Depuis, Vulnérables et Paria sont parus en 2017 et 2020, toujours chez Tusitala, (alors qu’ils restent inédits aux Etats-Unis), et tes trois romans ont bénéficié d’une sortie en édition de poche. Comment expliques-tu ton succès en France ? Et, à l’inverse, sais-tu pourquoi tu ne trouves pas d’éditeur aux Etats-Unis ?
Ce qui m’a semblé évident, d’abord avec Dandy, puis avec Vulnérables et Paria, c’est que les lecteurs et les critiques français sont, en général, plus réfléchis et concentrés. Ils comprennent non seulement la trame d’un roman, mais aussi sa portée philosophique, sociologique, culturelle et psychologique. Ils aiment les personnages complexes. Trop souvent aux Etats-Unis, les écrivains, les lecteurs et les éditeurs s’attachent avant tout à l’intrigue, et de ce fait découlent des personnages binaires, des héros ou des méchants taillés pour un film de 90 minutes. Le milieu de l’édition américaine s’intéresse en premier lieu aux propriétés cinématographiques d’un roman, pas à ses qualités littéraires.

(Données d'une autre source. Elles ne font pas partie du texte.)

//! Page store
//!
//! Fetched content is written to one file per task, named deterministically
//! from the task's sequence identifier.

use crate::storage::{StorageError, StorageResult};
use std::path::{Path, PathBuf};

/// Directory of stored page files
#[derive(Debug, Clone)]
pub struct PageStore {
    dir: PathBuf,
}

impl PageStore {
    /// Opens a page store, creating the directory if it does not exist
    pub fn open(dir: impl Into<PathBuf>) -> StorageResult<Self> {
        let dir = dir.into();
        std::fs::create_dir_all(&dir).map_err(|source| StorageError::CreateDir {
            path: dir.clone(),
            source,
        })?;
        Ok(Self { dir })
    }

    /// Directory holding the page files
    pub fn dir(&self) -> &Path {
        &self.dir
    }

    /// Deterministic file path for a sequence identifier
    ///
    /// Identifiers are zero-padded to three digits; wider identifiers simply
    /// widen the name (`page_1234.html`) rather than truncating or colliding.
    pub fn page_path(&self, id: u64) -> PathBuf {
        self.dir.join(format!("page_{:03}.html", id))
    }

    /// Writes page content for the given sequence identifier
    ///
    /// Overwrites silently if the file already exists; under correct
    /// orchestration that only happens when a previous run crashed between
    /// writing the file and appending the ledger entry.
    pub fn save(&self, id: u64, content: &str) -> StorageResult<PathBuf> {
        let path = self.page_path(id);
        std::fs::write(&path, content).map_err(|source| StorageError::PageWrite {
            path: path.clone(),
            source,
        })?;
        Ok(path)
    }
}
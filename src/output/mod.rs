//! Output module for run statistics and progress reporting
//!
//! This module handles:
//! - Accumulating per-run counters
//! - The reporter seam the coordinator emits events through
//! - Printing the human-readable end-of-run summary

mod report;
pub mod stats;

pub use report::{HarvestEvent, Reporter, TracingReporter};
pub use stats::{print_summary, RunStats};
//! Harvest coordinator - main orchestration logic
//!
//! This module contains the main loop that reconciles the configured URL list
//! against previously recorded progress and drives each remaining task
//! through fetch, store, and ledger append.
//!
//! Ordering invariant: the page file is written strictly before the ledger
//! entry is appended, so an interruption never leaves a ledger entry pointing
//! at a missing file. The reverse gap (a page file with no ledger entry) is
//! possible after a crash and is resolved by re-fetching on the next run.

use crate::config::{compute_file_hash, Config};
use crate::harvest::{build_http_client, fetch_page, FetchError};
use crate::output::{HarvestEvent, Reporter, RunStats};
use crate::sources::{load_url_list, SourceError};
use crate::state::TaskState;
use crate::storage::{PageStore, ProgressLedger, StorageError};
use crate::HarvestError;
use reqwest::Client;
use std::path::{Path, PathBuf};
use thiserror::Error;

/// Failure of a single task, either at the network or the storage layer
///
/// Both layers fail only the task, never the run; they are distinguished
/// because a storage failure must prevent the ledger append for that task.
#[derive(Debug, Error)]
pub enum TaskError {
    #[error("{0}")]
    Fetch(#[from] FetchError),

    #[error("{0}")]
    Storage(#[from] StorageError),
}

/// Main harvester structure
///
/// Owns everything a run needs: configuration, the HTTP client, the progress
/// ledger, the page store, and the injected reporter that receives per-task
/// events.
pub struct Harvester<R: Reporter> {
    config: Config,
    client: Client,
    ledger: ProgressLedger,
    store: PageStore,
    reporter: R,
}

impl<R: Reporter> Harvester<R> {
    /// Creates a new harvester instance
    ///
    /// Builds the HTTP client and opens the page store, creating the output
    /// directory if needed. The URL list is read later, in [`run`](Self::run).
    ///
    /// # Arguments
    ///
    /// * `config` - The harvester configuration
    /// * `reporter` - Receiver for structured per-task events
    pub fn new(config: Config, reporter: R) -> Result<Self, HarvestError> {
        let client = build_http_client(&config.fetcher)?;
        let store = PageStore::open(&config.output.pages_dir)?;
        let ledger = ProgressLedger::new(&config.output.ledger_path);

        Ok(Self {
            config,
            client,
            ledger,
            store,
            reporter,
        })
    }

    /// Runs the harvest to completion
    ///
    /// 1. Loads the URL list; an empty or missing list aborts the run
    /// 2. Loads the completed-identifier set from the ledger
    /// 3. Walks the list in order: skip completed identifiers, fetch the
    ///    rest, store then append on success
    /// 4. Pauses for the politeness delay between consecutive tasks
    ///
    /// Per-task failures are counted and reported but never abort the run.
    ///
    /// # Returns
    ///
    /// * `Ok(RunStats)` - Final counters for the run
    /// * `Err(HarvestError)` - The run could not start
    pub async fn run(&mut self) -> Result<RunStats, HarvestError> {
        let list_path = Path::new(&self.config.sources.url_list_path).to_path_buf();

        let urls = match load_url_list(&list_path) {
            Ok(urls) => urls,
            Err(SourceError::NotFound(path)) => {
                tracing::error!("URL list file not found: {}", path.display());
                Vec::new()
            }
            Err(e) => return Err(e.into()),
        };

        if urls.is_empty() {
            return Err(HarvestError::EmptySourceList);
        }

        // Sequence identifiers are positional, so an edited list silently
        // shifts them. Log the list hash so a changed list is at least
        // visible across runs.
        if let Ok(hash) = compute_file_hash(&list_path) {
            tracing::info!("URL list hash: {}", hash);
        }

        let completed = self.ledger.load_completed()?;

        let total = urls.len();
        let mut stats = RunStats::new(total);
        self.reporter.report(HarvestEvent::RunStarted { total });

        for (pos, url) in urls.iter().enumerate() {
            let url = url.as_str();
            let seq = (pos + 1) as u64;

            let outcome = if completed.contains(&seq) {
                self.reporter.report(HarvestEvent::TaskSkipped {
                    seq,
                    total,
                    url,
                });
                TaskState::Skipped
            } else {
                self.reporter.report(HarvestEvent::TaskFetching {
                    seq,
                    total,
                    url,
                });

                match self.process_task(seq, url).await {
                    Ok((path, bytes)) => {
                        self.reporter.report(HarvestEvent::TaskSucceeded {
                            seq,
                            total,
                            url,
                            path: &path,
                            bytes,
                        });
                        TaskState::Succeeded
                    }
                    Err(error) => {
                        self.reporter.report(HarvestEvent::TaskFailed {
                            seq,
                            total,
                            url,
                            error: &error,
                        });
                        TaskState::Failed
                    }
                }
            };

            stats.record(outcome);

            // Politeness delay after each actual request, not after skips
            // and not after the final task
            if outcome != TaskState::Skipped && pos + 1 < total {
                tokio::time::sleep(self.config.fetcher.request_delay()).await;
            }
        }

        self.reporter
            .report(HarvestEvent::RunFinished { stats: &stats });

        Ok(stats)
    }

    /// Processes a single not-yet-completed task
    ///
    /// On fetch success the page file is written first and the ledger entry
    /// appended second. A storage failure at either step fails the task and
    /// leaves the ledger without an entry for it.
    async fn process_task(&self, seq: u64, url: &str) -> Result<(PathBuf, usize), TaskError> {
        let page = fetch_page(&self.client, url).await?;

        let path = self.store.save(seq, &page.body)?;
        self.ledger.append(seq, url)?;

        Ok((path, page.body.len()))
    }
}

Quand j’ai envoyé le manuscrit de Vulnérables (dont le titre original est At the Mercy), je n’ai essuyé que des refus de la part d’éditeurs new-yorkais qui ont loué mon écriture mais l’ont trouvée dérangeante. L’un d’entre eux est allé jusqu’à dire que c’était le plus grand roman écrit à la première personne depuis L’étranger de Camus, tout en ajoutant qu’il ne le publierait pas car, en termes de ventes, il ne voyait pas de débouchés. A l’époque, j’avais un de ces ‘super agents’. Il était persuadé que les éditeurs allaient s’arracher mon roman et qu’on allait me faire une offre à six, voire sept chiffres. Il a été incapable de le vendre et ça l’a sidéré.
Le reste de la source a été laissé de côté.